The Best Watches of The Year
Sleek timepieces for every kind of adventure
Heading out the door? Read this article on the new Outside+ app available now on iOS devices for members! Download the app.
Watches, like cameras, have largely had their functionality absorbed by smartphones. And yet many of us still want one on our wrist day and night, maybe for the simple comfort we find in the turn of the wrist and glance downward that brings us back to the here and now. And besides, every year watchmakers keep coming up with beautiful new designs, at more accessible prices, and even—as you’ll see from this year’s picks—some completely original ideas. Looking for a fitness tracker instead? We’ve got you covered.
Nixon Light-Wave ($150)
The Light-Wave is a stripped-down watch made with recovered ocean plastic. Transparent hour and minute hands allow the sun’s rays to reach an embedded solar panel that keeps the quartz movement ticking inside its injection-molded case. The second hand stretches to the edge in both directions—for no reason other than that it looks cool. This lightweight device is a modest 36 millimeters in size, plus it’s water-resistant down to 100 meters.
Momentum M20 DSS Diver ($265)
The M20 Diver has luxury looks and quality, but at a bargain price. It’s water-resistant to 200 meters, with a Swiss quartz movement, a bright-after-dark dial, and a heavy-duty stainless-steel case. The scratch-resistant sapphire crystal is double-domed for better readability. And we love the Bahama yellow version, which borrows a color from classic Porsche 911s.
MeisterSinger Unomat ($2,395)
Two heads are better than one, but are two hands? MeisterSinger says no. Its designers reached back in time to before the Industrial Revolution, when the minute hand was introduced, to settle on something more timeless (think sundials and old clock towers). The single hour hand tells you roughly where you are within the hour by way of five-minute markers. We found that relying on the solitary hand alleviates the psychic pressure from all those rotating arms, making it feel like life has slowed down. This model was conceived as a more rugged addition to the line, with 300-meter water resistance and an antimagnetic iron cage around the movement.
Tutima M2 Seven Seas ($1,900 and up)
From its extra-hard sapphire crystal down to its titanium case, the M2 Seven Seas exudes toughness. With 500-meter water resistance and clear markings, it’s a capable diver’s watch, but its at home on land, too, due in part to its stylish rubber-and-Kevlar strap. Super-LumiNova hands are readable in the sea’s twilight zone.
Citizen Satellite Wave GPS Diver ($1,350)

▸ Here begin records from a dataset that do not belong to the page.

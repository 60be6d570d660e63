//! # Bignum Helpers
//!
//! Shared big-integer plumbing: system parameter sizes, the Fiat–Shamir
//! commitment hash, random sampling, signed modular exponentiation, and
//! serde adapters rendering big integers as decimal strings on the wire.

use num_bigint_dig::{BigInt, BigUint, ModInverse, RandBigInt, RandPrime, Sign};
use num_traits::One;
use rand::Rng;
use sha2::{Digest, Sha256};

use crate::error::CryptoError;

/// Bit size of attribute integers (the message space).
pub const MESSAGE_BITS: usize = 256;
/// Bit size of CL signature exponents `e`.
pub const EXPONENT_BITS: usize = 120;
/// Bit size of Fiat–Shamir challenges.
pub const CHALLENGE_BITS: usize = 256;
/// Statistical hiding slack for Schnorr commitment randomness.
pub const STAT_HIDING_BITS: usize = 80;
/// Bit size of accumulator witness primes.
pub const ACCUMULATOR_PRIME_BITS: usize = 120;

/// Commitment randomness size for a witness of `value_bits` bits: enough to
/// statistically hide `value + challenge * value`.
pub const fn tilde_bits(value_bits: usize) -> usize {
    value_bits + CHALLENGE_BITS + STAT_HIDING_BITS
}

/// The Fiat–Shamir commitment hash: SHA-256 over the length-prefixed
/// big-endian encodings of `values`, in order, interpreted as an integer.
pub fn hash_commit(values: &[&BigUint]) -> BigUint {
    let mut hasher = Sha256::new();
    hasher.update((values.len() as u32).to_be_bytes());
    for v in values {
        let bytes = v.to_bytes_be();
        hasher.update((bytes.len() as u32).to_be_bytes());
        hasher.update(&bytes);
    }
    BigUint::from_bytes_be(&hasher.finalize())
}

/// Sample a uniform integer of at most `bits` bits.
pub fn random_bits<R: Rng + ?Sized>(rng: &mut R, bits: usize) -> BigUint {
    rng.gen_biguint(bits)
}

/// Sample a probable prime of exactly `bits` bits.
pub fn random_prime<R: Rng + ?Sized>(rng: &mut R, bits: usize) -> BigUint {
    rng.gen_prime(bits)
}

/// Sample a safe prime `p = 2q + 1` of exactly `bits` bits.
pub fn safe_prime<R: Rng + ?Sized>(rng: &mut R, bits: usize) -> BigUint {
    loop {
        let q = rng.gen_prime(bits - 1);
        let p: BigUint = (&q << 1usize) + BigUint::one();
        if num_bigint_dig::prime::probably_prime(&p, 20) {
            return p;
        }
    }
}

/// Modular inverse of `a` mod `n`, failing when none exists.
pub fn mod_inv(a: &BigUint, n: &BigUint, context: &'static str) -> Result<BigUint, CryptoError> {
    a.mod_inverse(n)
        .and_then(|i| i.to_biguint())
        .ok_or(CryptoError::NoInverse { context })
}

/// `base^exp mod n` for a signed exponent: negative exponents invert the
/// base first.
pub fn pow_signed(base: &BigUint, exp: &BigInt, n: &BigUint) -> Result<BigUint, CryptoError> {
    match exp.sign() {
        Sign::NoSign => Ok(BigUint::one()),
        Sign::Plus => {
            let e = exp.to_biguint().ok_or(CryptoError::NoInverse {
                context: "signed exponent",
            })?;
            Ok(base.modpow(&e, n))
        }
        Sign::Minus => {
            let e = (-exp).to_biguint().ok_or(CryptoError::NoInverse {
                context: "signed exponent",
            })?;
            let inv = mod_inv(base, n, "signed exponent base")?;
            Ok(inv.modpow(&e, n))
        }
    }
}

/// Serde adapter: `BigUint` as a decimal string.
pub mod dec {
    use num_bigint_dig::BigUint;
    use serde::{Deserialize, Deserializer, Serializer};

    pub fn serialize<S: Serializer>(v: &BigUint, serializer: S) -> Result<S::Ok, S::Error> {
        serializer.serialize_str(&v.to_str_radix(10))
    }

    pub fn deserialize<'de, D: Deserializer<'de>>(deserializer: D) -> Result<BigUint, D::Error> {
        let s = String::deserialize(deserializer)?;
        BigUint::parse_bytes(s.as_bytes(), 10)
            .ok_or_else(|| serde::de::Error::custom(format!("invalid decimal integer {s:?}")))
    }
}

/// Serde adapter: `Option<BigUint>` as an optional decimal string.
pub mod dec_opt {
    use num_bigint_dig::BigUint;
    use serde::{Deserialize, Deserializer, Serialize, Serializer};

    pub fn serialize<S: Serializer>(
        v: &Option<BigUint>,
        serializer: S,
    ) -> Result<S::Ok, S::Error> {
        v.as_ref().map(|b| b.to_str_radix(10)).serialize(serializer)
    }

    pub fn deserialize<'de, D: Deserializer<'de>>(
        deserializer: D,
    ) -> Result<Option<BigUint>, D::Error> {
        let s: Option<String> = Option::deserialize(deserializer)?;
        s.map(|s| {
            BigUint::parse_bytes(s.as_bytes(), 10)
                .ok_or_else(|| serde::de::Error::custom(format!("invalid decimal integer {s:?}")))
        })
        .transpose()
    }
}

/// Serde adapter: `Vec<BigUint>` as decimal strings.
pub mod dec_vec {
    use num_bigint_dig::BigUint;
    use serde::{Deserialize, Deserializer, Serialize, Serializer};

    pub fn serialize<S: Serializer>(v: &[BigUint], serializer: S) -> Result<S::Ok, S::Error> {
        v.iter()
            .map(|b| b.to_str_radix(10))
            .collect::<Vec<_>>()
            .serialize(serializer)
    }

    pub fn deserialize<'de, D: Deserializer<'de>>(
        deserializer: D,
    ) -> Result<Vec<BigUint>, D::Error> {
        let strings: Vec<String> = Vec::deserialize(deserializer)?;
        strings
            .into_iter()
            .map(|s| {
                BigUint::parse_bytes(s.as_bytes(), 10).ok_or_else(|| {
                    serde::de::Error::custom(format!("invalid decimal integer {s:?}"))
                })
            })
            .collect()
    }
}

/// Serde adapter: `BTreeMap<usize, BigUint>` as a JSON object with string
/// keys and decimal string values. String keys keep the map parseable when
/// the containing type sits inside an untagged enum (whose buffered form
/// only knows string map keys).
pub mod dec_map {
    use std::collections::BTreeMap;

    use num_bigint_dig::BigUint;
    use serde::{Deserialize, Deserializer, Serialize, Serializer};

    pub fn serialize<S: Serializer>(
        v: &BTreeMap<usize, BigUint>,
        serializer: S,
    ) -> Result<S::Ok, S::Error> {
        v.iter()
            .map(|(k, b)| (k.to_string(), b.to_str_radix(10)))
            .collect::<BTreeMap<String, String>>()
            .serialize(serializer)
    }

    pub fn deserialize<'de, D: Deserializer<'de>>(
        deserializer: D,
    ) -> Result<BTreeMap<usize, BigUint>, D::Error> {
        let strings: BTreeMap<String, String> = BTreeMap::deserialize(deserializer)?;
        strings
            .into_iter()
            .map(|(k, s)| {
                let slot: usize = k
                    .parse()
                    .map_err(|_| serde::de::Error::custom(format!("invalid slot key {k:?}")))?;
                BigUint::parse_bytes(s.as_bytes(), 10)
                    .map(|b| (slot, b))
                    .ok_or_else(|| {
                        serde::de::Error::custom(format!("invalid decimal integer {s:?}"))
                    })
            })
            .collect()
    }
}

#[cfg(test)]
mod tests {
    use super::*;
    use num_traits::FromPrimitive;
    use rand::rngs::OsRng;

    #[test]
    fn hash_commit_is_deterministic_and_order_sensitive() {
        let a = BigUint::from_u64(7).unwrap();
        let b = BigUint::from_u64(11).unwrap();
        assert_eq!(hash_commit(&[&a, &b]), hash_commit(&[&a, &b]));
        assert_ne!(hash_commit(&[&a, &b]), hash_commit(&[&b, &a]));
    }

    #[test]
    fn hash_commit_distinguishes_concatenation() {
        // [1, 23] and [12, 3] must hash differently.
        let a = BigUint::parse_bytes(b"1", 10).unwrap();
        let b = BigUint::parse_bytes(b"23", 10).unwrap();
        let c = BigUint::parse_bytes(b"12", 10).unwrap();
        let d = BigUint::parse_bytes(b"3", 10).unwrap();
        assert_ne!(hash_commit(&[&a, &b]), hash_commit(&[&c, &d]));
    }

    #[test]
    fn safe_prime_has_prime_half() {
        let p = safe_prime(&mut OsRng, 64);
        assert_eq!(p.bits(), 64);
        let q: BigUint = (&p - BigUint::one()) >> 1usize;
        assert!(num_bigint_dig::prime::probably_prime(&q, 20));
    }

    #[test]
    fn mod_inv_roundtrip() {
        let n = BigUint::from_u64(101).unwrap();
        let a = BigUint::from_u64(37).unwrap();
        let inv = mod_inv(&a, &n, "test").unwrap();
        assert_eq!((a * inv) % n, BigUint::one());
    }

    #[test]
    fn pow_signed_negative_exponent() {
        let n = BigUint::from_u64(101).unwrap();
        let base = BigUint::from_u64(5).unwrap();
        let exp = BigInt::from_i64(-3).unwrap();
        let got = pow_signed(&base, &exp, &n).unwrap();
        // got * 5^3 == 1 mod 101
        let cube = base.modpow(&BigUint::from_u64(3).unwrap(), &n);
        assert_eq!((got * cube) % n, BigUint::one());
    }

    #[test]
    fn dec_serde_roundtrip() {
        #[derive(serde::Serialize, serde::Deserialize)]
        struct W(#[serde(with = "super::dec")] BigUint);
        let w = W(BigUint::parse_bytes(b"123456789012345678901234567890", 10).unwrap());
        let json = serde_json::to_string(&w).unwrap();
        assert_eq!(json, "\"123456789012345678901234567890\"");
        let back: W = serde_json::from_str(&json).unwrap();
        assert_eq!(back.0, w.0);
    }
}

This is the first light-powered watch with GPS and 200-meter water resistance. Its capabilities are immediately obvious from one look at the complex (some might say busy) dial. Hold one button to activate satellite mode, and the arms automatically set themselves. Dive mode shows only the time so you know how long you’ve been under. Around the outer ring are major cities and dive destinations, so you’ll always know what time it is on the Great Barrier Reef.
Tissot Seastar 2000 Professional Powermatic 80 ($1,025)
The number in this watch’s name is its depth rating—a whopping 2,000 feet—backed by a helium escape valve and ISO 6425 certification (which tests shock resistance, underwater visibility, and durability in saltwater). The self-winding automatic movement runs for 80 hours, and the sizable steel case is topped with a sapphire crystal. Peer closely at the dial and you’ll see a subtle engraved wave pattern that, coupled with the mesmerizing aqua blue, might lull you to sleep like a lazy day drifting on the high seas.